8. Prepare adjusting entries to record accrued, deferred, and estimated amounts. 9. Post adjusting entries to the ledger accounts. 10. Prepare the adjusted trial balance. This step is similar to the preparation of the unadjusted trial balance, but this time the adjusting entries are included. Correct any errors that may be found. 11. Prepare the financial statements. o Income statement: prepared from the revenue, expenses, gains, and losses. o Balance sheet: prepared from the assets, liabilities, and equity accounts. o Statement of retained earnings: prepared from net income and dividend information. o Cash flow statement: derived from the other financial statements using either the direct or indirect method.

12. Prepare closing journal entries that close temporary accounts such as revenues, expenses, gains, and losses. These accounts are closed to a temporary income summary account, from which the balance is transferred to the retained earnings account (capital). Any dividend or withdrawal accounts also are closed to capital. 13. Post closing entries to the ledger accounts.

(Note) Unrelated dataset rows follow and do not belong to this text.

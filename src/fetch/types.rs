use std::fmt;

use chrono::{DateTime, Utc};
use serde::{Deserialize, Serialize};
use serde_json::Value;
use thiserror::Error;

use crate::models::enums::{DoseStatus, ResourceKind, ScopeKind};
use crate::models::{Scope, SubjectId};

// ═══════════════════════════════════════════════════════════
// Keys
// ═══════════════════════════════════════════════════════════

/// Identity of a scope independent of its roster.
#[derive(Debug, Clone, PartialEq, Eq, Hash, Serialize, Deserialize)]
pub struct ScopeKey {
    pub kind: ScopeKind,
    pub viewer: SubjectId,
}

impl ScopeKey {
    pub fn new(kind: ScopeKind, viewer: SubjectId) -> Self {
        Self { kind, viewer }
    }

    pub fn of(scope: &Scope) -> Self {
        Self {
            kind: scope.kind,
            viewer: scope.viewer.clone(),
        }
    }
}

impl fmt::Display for ScopeKey {
    fn fmt(&self, f: &mut fmt::Formatter<'_>) -> fmt::Result {
        write!(f, "{}:{}", self.kind, self.viewer)
    }
}

/// Where a committed resource lives in the store.
#[derive(Debug, Clone, PartialEq, Eq, Hash)]
pub struct ResourceKey {
    pub scope: ScopeKey,
    pub resource: ResourceKind,
}

impl ResourceKey {
    pub fn new(scope: ScopeKey, resource: ResourceKind) -> Self {
        Self { scope, resource }
    }
}

/// Who owns an in-flight fetch. Only the newest fetch per slot may commit.
#[derive(Debug, Clone, PartialEq, Eq, Hash)]
pub enum FetchSlot {
    /// A viewer's interactive view: one active scope at a time, so
    /// switching scope supersedes the previous scope's fetches.
    View {
        viewer: SubjectId,
        resource: ResourceKind,
    },
    /// Background refresh of one scope, independent of any view.
    Poll {
        scope: ScopeKey,
        resource: ResourceKind,
    },
}

impl FetchSlot {
    pub fn resource(&self) -> ResourceKind {
        match self {
            FetchSlot::View { resource, .. } | FetchSlot::Poll { resource, .. } => *resource,
        }
    }
}

/// Which slot family a refresh runs under.
#[derive(Debug, Clone, Copy, PartialEq, Eq)]
pub enum RefreshMode {
    View,
    Poll,
}

impl RefreshMode {
    pub fn slot(self, scope: &Scope, resource: ResourceKind) -> FetchSlot {
        match self {
            RefreshMode::View => FetchSlot::View {
                viewer: scope.viewer.clone(),
                resource,
            },
            RefreshMode::Poll => FetchSlot::Poll {
                scope: ScopeKey::of(scope),
                resource,
            },
        }
    }
}

// ═══════════════════════════════════════════════════════════
// Stored data
// ═══════════════════════════════════════════════════════════

/// A committed upstream payload, kept raw so it can be re-derived at any
/// instant (status resolution depends on "now").
#[derive(Debug, Clone, PartialEq)]
pub struct CachedResource {
    pub records: Vec<Value>,
    /// Roster of the scope the payload was fetched for; drives invalidation.
    pub subjects: Vec<SubjectId>,
    pub fetched_at: DateTime<Utc>,
    pub fingerprint: u64,
}

/// Store change notifications.
#[derive(Debug, Clone, PartialEq)]
pub enum StoreEvent {
    Committed(ResourceKey),
    Invalidated {
        subject: SubjectId,
        keys: Vec<ResourceKey>,
    },
    /// Entries dropped for age.
    Evicted(Vec<ResourceKey>),
}

/// A status correction forwarded upstream.
#[derive(Debug, Clone, PartialEq, Serialize, Deserialize)]
#[serde(rename_all = "camelCase")]
pub struct ScheduleUpdate {
    pub schedule_id: String,
    pub status: DoseStatus,
    /// Subject whose cached aggregates the correction invalidates.
    pub user_id: SubjectId,
}

// ═══════════════════════════════════════════════════════════
// Errors
// ═══════════════════════════════════════════════════════════

/// Failure of a single resource fetch.
#[derive(Error, Debug, Clone, PartialEq, Eq)]
pub enum ResourceError {
    #[error("Upstream unreachable: {0}")]
    Transport(String),

    #[error("Upstream returned {status}: {message}")]
    Status { status: u16, message: String },

    #[error("Malformed upstream payload: {0}")]
    Decode(String),

    #[error("Fetch cancelled")]
    Cancelled,

    /// A newer request from the same viewer took over this resource.
    #[error("Superseded by a newer request from the same viewer")]
    Superseded,

    #[error("Internal error: {0}")]
    Internal(String),
}

/// One resource failed while its siblings carried on.
#[derive(Error, Debug, Clone, PartialEq, Eq)]
#[error("{resource} fetch failed: {error}")]
pub struct PartialFetchFailure {
    pub resource: ResourceKind,
    pub error: ResourceError,
}

#[derive(Error, Debug)]
pub enum FetchError {
    #[error("Stale {resource} result discarded (fingerprint {fingerprint}, latest {latest:?})")]
    StaleResultDiscarded {
        resource: ResourceKind,
        fingerprint: u64,
        latest: Option<u64>,
    },

    #[error(transparent)]
    Resource(#[from] ResourceError),

    #[error("Internal lock failed")]
    LockFailed,
}

// ═══════════════════════════════════════════════════════════
// Refresh outcome
// ═══════════════════════════════════════════════════════════

/// What happened to one resource during a refresh.
#[derive(Debug, Clone, PartialEq)]
pub enum ResourceOutcome {
    Committed { records: usize },
    Failed(ResourceError),
    /// Superseded by a newer fetch; dropped silently.
    Stale,
}

/// Per-resource results of one refresh.
#[derive(Debug, Clone, PartialEq)]
pub struct RefreshReport {
    pub scope: ScopeKey,
    pub committed: Vec<ResourceKind>,
    pub stale: Vec<ResourceKind>,
    pub failures: Vec<PartialFetchFailure>,
}

impl RefreshReport {
    pub fn new(scope: ScopeKey) -> Self {
        Self {
            scope,
            committed: Vec::new(),
            stale: Vec::new(),
            failures: Vec::new(),
        }
    }

    pub fn record(&mut self, resource: ResourceKind, outcome: ResourceOutcome) {
        match outcome {
            ResourceOutcome::Committed { .. } => self.committed.push(resource),
            ResourceOutcome::Stale => self.stale.push(resource),
            ResourceOutcome::Failed(error) => {
                self.failures.push(PartialFetchFailure { resource, error })
            }
        }
    }

    pub fn is_partial(&self) -> bool {
        !self.failures.is_empty() && !self.committed.is_empty()
    }

    pub fn failure_for(&self, resource: ResourceKind) -> Option<&PartialFetchFailure> {
        self.failures.iter().find(|f| f.resource == resource)
    }
}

14. Prepare the after-closing trial balance to make sure that debits equal credits. At this point, only the permanent accounts appear since the temporary ones have been closed. Correct any errors. 15. Prepare reversing journal entries (optional). Reversing journal entries often are used when there has been an accrual or deferral that was recorded as an adjusting entry on the last day of the accounting period. By reversing the adjusting entry, one avoids double counting the amount when the transaction occurs in the next period. A reversing journal entry is recorded on the first day of the new period.